One gardener indicated she has tomatoes in bloom now, but they are not setting fruit.
Tomato varieties that are not heat-tolerant will tend to not set fruit when daytime temperatures are above 90 degrees. Gardeners who plan to plant tomato varieties in the summer should use heat-tolerant varieties such as Solar Fire and Florida 91 to get better fruit set. Tomatoes planted too late in the fall also may fail to set fruit because nighttime temperatures are too cool — 55 degrees or lower — when the plant begins to bloom.
The timing of planting also affects the incidence of disease and insect problems.
There are three things necessary for a plant disease to occur: a susceptible host, a suitable environment and the disease organism. This is referred to as a disease triangle. In order to reduce the incidence of a disease, it is imperative that all three conditions are not occurring at the same time. A vegetable gardener indicated she has tomato plants that are starting to wilt on one side of the plant. This symptom is typical of Fusarium wilt disease caused by a soil-borne fungus that thrives in warm soil.

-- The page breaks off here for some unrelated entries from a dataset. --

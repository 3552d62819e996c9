//! Writing heuristics and extractive summaries for notes.

use crate::records::NoteInsights;

const SHORT_NOTE_WORDS: usize = 50;
const LONG_NOTE_WORDS: usize = 500;
const LONG_SENTENCE_WORDS: f64 = 25.0;
const UNBROKEN_NOTE_WORDS: usize = 100;
const UNSTRUCTURED_NOTE_WORDS: usize = 200;
const SUMMARY_MIN_WORDS: usize = 20;
const MAX_SUGGESTED_TAGS: usize = 5;

/// Keyword groups mapped to a topic and the suggestion it triggers.
const TOPIC_RULES: &[(&[&str], &str, &str)] = &[
    (
        &["meeting", "discussion"],
        "meeting",
        "Add action items and follow-up tasks from the meeting",
    ),
    (
        &["project", "task"],
        "project",
        "Consider creating a todo list for project milestones",
    ),
    (
        &["idea", "brainstorm"],
        "brainstorming",
        "Explore related concepts and potential applications",
    ),
    (
        &["research", "study"],
        "research",
        "Add sources and references to support your research",
    ),
    (
        &["code", "programming"],
        "development",
        "Include code examples and technical specifications",
    ),
];

const SUMMARY_KEYWORDS: &[&str] = &["important", "key", "main", "conclusion", "result", "decision"];

fn sentences(text: &str) -> Vec<&str> {
    text.split(['.', '!', '?'])
        .map(str::trim)
        .filter(|s| !s.is_empty())
        .collect()
}

/// Whether any line opens like a heading, bullet or numbered item.
fn has_structure(text: &str) -> bool {
    text.lines().any(|line| {
        if line.starts_with('#') || line.starts_with('*') || line.starts_with('-') {
            return true;
        }
        let digits = line.chars().take_while(|c| c.is_ascii_digit()).count();
        digits > 0 && line[digits..].starts_with('.')
    })
}

/// Analyze a note's plain text.
pub fn suggest_for_note(content: &str) -> NoteInsights {
    let text = content.to_lowercase();
    let words = text.split_whitespace().count();

    let mut suggestions = Vec::new();
    let mut improvements = Vec::new();
    let mut topics = Vec::new();

    if words < SHORT_NOTE_WORDS {
        suggestions.push("Consider expanding your ideas with more details and examples".to_string());
        improvements.push("Add more context to make your notes more comprehensive".to_string());
    }
    if words > LONG_NOTE_WORDS {
        suggestions.push("Consider breaking this into multiple notes for better organization".to_string());
        improvements.push("Use headings and bullet points to improve readability".to_string());
    }

    for (keywords, topic, suggestion) in TOPIC_RULES {
        if keywords.iter().any(|k| text.contains(k)) {
            topics.push(topic.to_string());
            suggestions.push(suggestion.to_string());
        }
    }

    let sentence_count = sentences(&text).len();
    if sentence_count > 0 && words as f64 / sentence_count as f64 > LONG_SENTENCE_WORDS {
        improvements.push("Consider shorter sentences for better readability".to_string());
    }
    if !text.contains('\n') && words > UNBROKEN_NOTE_WORDS {
        improvements.push("Use paragraphs to organize your thoughts better".to_string());
    }
    if words > UNSTRUCTURED_NOTE_WORDS && !has_structure(&text) {
        improvements.push("Add headings or bullet points to structure your content".to_string());
    }

    if suggestions.is_empty() {
        suggestions.push("Your note looks good! Consider adding tags for better organization".to_string());
        suggestions.push("Think about connecting this note to related topics or projects".to_string());
    }

    let suggested_tags = topics.iter().take(MAX_SUGGESTED_TAGS).cloned().collect();
    NoteInsights {
        suggestions,
        improvements,
        topics,
        sentiment: if words > SHORT_NOTE_WORDS { "informative" } else { "brief" }.to_string(),
        suggested_tags,
    }
}

/// Extractive summary: the opening sentence plus the first sentence that
/// mentions a key term, or the closing sentence when none does.
pub fn summarize_note(content: &str) -> String {
    if content.split_whitespace().count() < SUMMARY_MIN_WORDS {
        return "Brief note with key points".to_string();
    }

    let sentences = sentences(content);
    if sentences.len() <= 2 {
        return format!("{}.", sentences.join(". ").trim());
    }

    let key = sentences.iter().find(|s| {
        let lower = s.to_lowercase();
        SUMMARY_KEYWORDS.iter().any(|k| lower.contains(k))
    });
    let second = key.or(sentences.last()).copied().unwrap_or_default();
    format!("{}.", [sentences[0], second].join(". ").trim())
}

#[cfg(test)]
mod tests {
    use super::*;

    fn words(n: usize) -> String {
        vec!["lorem"; n].join(" ")
    }

    #[test]
    fn test_short_note() {
        let insights = suggest_for_note("Buy milk");
        assert_eq!(
            insights.suggestions,
            ["Consider expanding your ideas with more details and examples"]
        );
        assert_eq!(
            insights.improvements,
            ["Add more context to make your notes more comprehensive"]
        );
        assert_eq!(insights.sentiment, "brief");
        assert!(insights.topics.is_empty());
    }

    #[test]
    fn test_topics_become_tags() {
        let insights = suggest_for_note("Meeting about the project. New idea for the code.");
        assert_eq!(insights.topics, ["meeting", "project", "brainstorming", "development"]);
        assert_eq!(insights.suggested_tags, insights.topics);
        assert!(
            insights
                .suggestions
                .contains(&"Add action items and follow-up tasks from the meeting".to_string())
        );
    }

    #[test]
    fn test_default_suggestions_for_plain_medium_note() {
        let text = format!("{}.", words(60));
        let insights = suggest_for_note(&text);
        assert_eq!(insights.suggestions.len(), 2);
        assert!(insights.suggestions[0].starts_with("Your note looks good!"));
        assert_eq!(insights.sentiment, "informative");
        assert_eq!(
            insights.improvements,
            ["Consider shorter sentences for better readability"]
        );
    }

    #[test]
    fn test_long_unstructured_note() {
        let text = words(600);
        let insights = suggest_for_note(&text);
        assert!(insights.improvements.contains(&"Use paragraphs to organize your thoughts better".to_string()));
        assert!(
            insights
                .improvements
                .contains(&"Add headings or bullet points to structure your content".to_string())
        );
        assert!(
            insights
                .suggestions
                .contains(&"Consider breaking this into multiple notes for better organization".to_string())
        );
    }

    #[test]
    fn test_bullets_count_as_structure() {
        let text = format!("# Heading\n{}\n- item", words(250));
        let insights = suggest_for_note(&text);
        assert!(
            !insights
                .improvements
                .contains(&"Add headings or bullet points to structure your content".to_string())
        );
        assert!(has_structure("intro\n12. step"));
        assert!(!has_structure("intro\n12 step"));
    }

    #[test]
    fn test_summary_of_brief_note() {
        assert_eq!(summarize_note("Just a few words"), "Brief note with key points");
    }

    #[test]
    fn test_summary_of_two_sentences() {
        let text = format!("{}. {}", words(12), words(12));
        assert_eq!(summarize_note(&text), format!("{}. {}.", words(12), words(12)));
    }

    #[test]
    fn test_summary_prefers_key_sentence() {
        let text = "We met on Monday with the whole team. Lunch was late. \
                    The decision was to ship Friday. Everyone went home.";
        assert_eq!(
            summarize_note(text),
            "We met on Monday with the whole team. The decision was to ship Friday."
        );
    }

    #[test]
    fn test_summary_falls_back_to_last_sentence() {
        let text = "We met on Monday with the whole team. Lunch was late. \
                    Nobody said much at all today. Everyone went home.";
        assert_eq!(
            summarize_note(text),
            "We met on Monday with the whole team. Everyone went home."
        );
    }
}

To break the disease triangle and have a successful tomato crop, use these effective strategies: Plant at the recommended time of year (environment), use a resistant variety that has the initial "F" after the name (host), and do not plant tomatoes in the same spot the next growing season and sanitation (pathogen).
UF/IFAS researchers also have found the timing of planting is an effective cultural practice in controlling insect pests. Cucurbits — squash, pumpkin, cantaloupe and cucumber — are usually attacked by pickleworm. This pest causes damage to the flowers and also will burrow into the fruit making it difficult to control.
Planting early during the recommended time frame is one way to escape pickleworm damage. The same recommendation applies for these crops with melonworm, which can defoliate leaves of cucurbits and occasionally the fruit.
For more recommendations on controlling pests in cucurbits, visit: http://edis.ifas.ufl.edu/pdffiles/IN/IN16800.pdf.
Keep these tips in mind as you get ready to plant your fall vegetable garden. Remember, UF/IFAS Extension is your tax dollars at work. We provide "Solutions for Your Life," whether it's gardening, nutrition, finance, animal production, youth development and more. The list goes on.